As a visiting fellow at the Department of Cultural Anthropology and Cultural History, at the Friedrich Schiller University, Jena, Germany (2022–2023), I had the opportunity to visit Goethe’s workplace, see his laboratory collections, botanical gardens, library collections and his house in Weimar—a beautiful medieval town where Goethe lived and worked. During my stay as a fellow, I encountered Andrea Wulf’s brilliant book, Magnificent Rebels: The First Romantics and the Invention of Self (2022) that narrates the life of thinkers, writers and philosophers who were part of the ‘Jena circle’, which included, most prominently, Goethe.

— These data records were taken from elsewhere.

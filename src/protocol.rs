//! Wire messages exchanged between the server and its clients.
//!
//! Every message is one [`Envelope`]: a JSON object whose `type` field selects
//! the variant, sent as a single newline-terminated line.

use serde::{Deserialize, Serialize};

use crate::common::FireOutcome;
use crate::config::BOARD_SIZE;
use crate::session::{Phase, Slot};

/// One row-major grid of display symbols.
pub type SymbolGrid = [[char; BOARD_SIZE]; BOARD_SIZE];

/// A player's snapshot of both grids.
#[derive(Debug, Clone, PartialEq, Eq, Serialize, Deserialize)]
pub struct BoardsView {
    /// Own ships with the opponent's hits and misses.
    pub ship_positions: SymbolGrid,
    /// Own shots at the opponent.
    pub target_positions: SymbolGrid,
}

#[derive(Debug, Clone, PartialEq, Eq, Serialize, Deserialize)]
#[serde(tag = "type", rename_all = "snake_case")]
pub enum Envelope {
    // Client -> server.
    Join {
        #[serde(default, skip_serializing_if = "Option::is_none")]
        username: Option<String>,
    },
    Place {
        position: String,
    },
    Target {
        target: String,
    },
    Chat {
        message: String,
    },
    /// Request a [`Envelope::GameState`] snapshot.
    Boards,
    Quit,
    /// Keepalive from an idle client. Resets the server's idle timer and
    /// nothing else.
    Heartbeat,

    // Server -> client.
    JoinResponse {
        player: String,
        slot: Slot,
        message: String,
    },
    PlaceResponse {
        player: String,
        message: String,
        boards: BoardsView,
    },
    TargetResponse {
        player: String,
        target: String,
        outcome: FireOutcome,
        #[serde(default, skip_serializing_if = "Option::is_none")]
        winner: Option<String>,
        boards: BoardsView,
        message: String,
    },
    ChatResponse {
        player: String,
        message: String,
    },
    GameState {
        player: String,
        phase: Phase,
        your_turn: bool,
        boards: BoardsView,
    },
    /// Terminal: the receiver should disconnect.
    QuitResponse {
        #[serde(default, skip_serializing_if = "Option::is_none")]
        player: Option<String>,
        message: String,
    },
    InfoResponse {
        message: String,
    },
    ErrorResponse {
        message: String,
    },
    /// Terminal: sent to a connection the server cannot seat.
    ThirdClient {
        message: String,
    },
}

/// Every `type` tag the codec accepts.
pub const KNOWN_TYPES: &[&str] = &[
    "join",
    "place",
    "target",
    "chat",
    "boards",
    "quit",
    "heartbeat",
    "join_response",
    "place_response",
    "target_response",
    "chat_response",
    "game_state",
    "quit_response",
    "info_response",
    "error_response",
    "third_client",
];

impl Envelope {
    /// The `type` tag this envelope serializes with.
    pub fn type_tag(&self) -> &'static str {
        match self {
            Envelope::Join { .. } => "join",
            Envelope::Place { .. } => "place",
            Envelope::Target { .. } => "target",
            Envelope::Chat { .. } => "chat",
            Envelope::Boards => "boards",
            Envelope::Quit => "quit",
            Envelope::Heartbeat => "heartbeat",
            Envelope::JoinResponse { .. } => "join_response",
            Envelope::PlaceResponse { .. } => "place_response",
            Envelope::TargetResponse { .. } => "target_response",
            Envelope::ChatResponse { .. } => "chat_response",
            Envelope::GameState { .. } => "game_state",
            Envelope::QuitResponse { .. } => "quit_response",
            Envelope::InfoResponse { .. } => "info_response",
            Envelope::ErrorResponse { .. } => "error_response",
            Envelope::ThirdClient { .. } => "third_client",
        }
    }

    /// True for envelopes after which the connection is closed.
    pub fn is_terminal(&self) -> bool {
        matches!(self, Envelope::QuitResponse { .. } | Envelope::ThirdClient { .. })
    }

    pub fn info(message: impl Into<String>) -> Self {
        Envelope::InfoResponse {
            message: message.into(),
        }
    }

    pub fn error(message: impl Into<String>) -> Self {
        Envelope::ErrorResponse {
            message: message.into(),
        }
    }
}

I enjoyed reading the book; it discusses in detail Goethe’s life as a writer, administrator and scientist, and his enthusiasm for learning about new developments in the natural sciences and laboratory research through his young friend, Alexander von Humboldt (Wulf 2022). While reading the book, I was curious to see if the bibliography listed JPS Uberoi’s important book, The Other Mind of Europe: Goethe as a Scientist (1984). To my disappointment, I could not find any reference to the book. I loved Wulf’s book, but I also thought how useful and insightful it would have been had the author engaged with JPS’s book in her careful discussion of Goethe’s life as a scientist.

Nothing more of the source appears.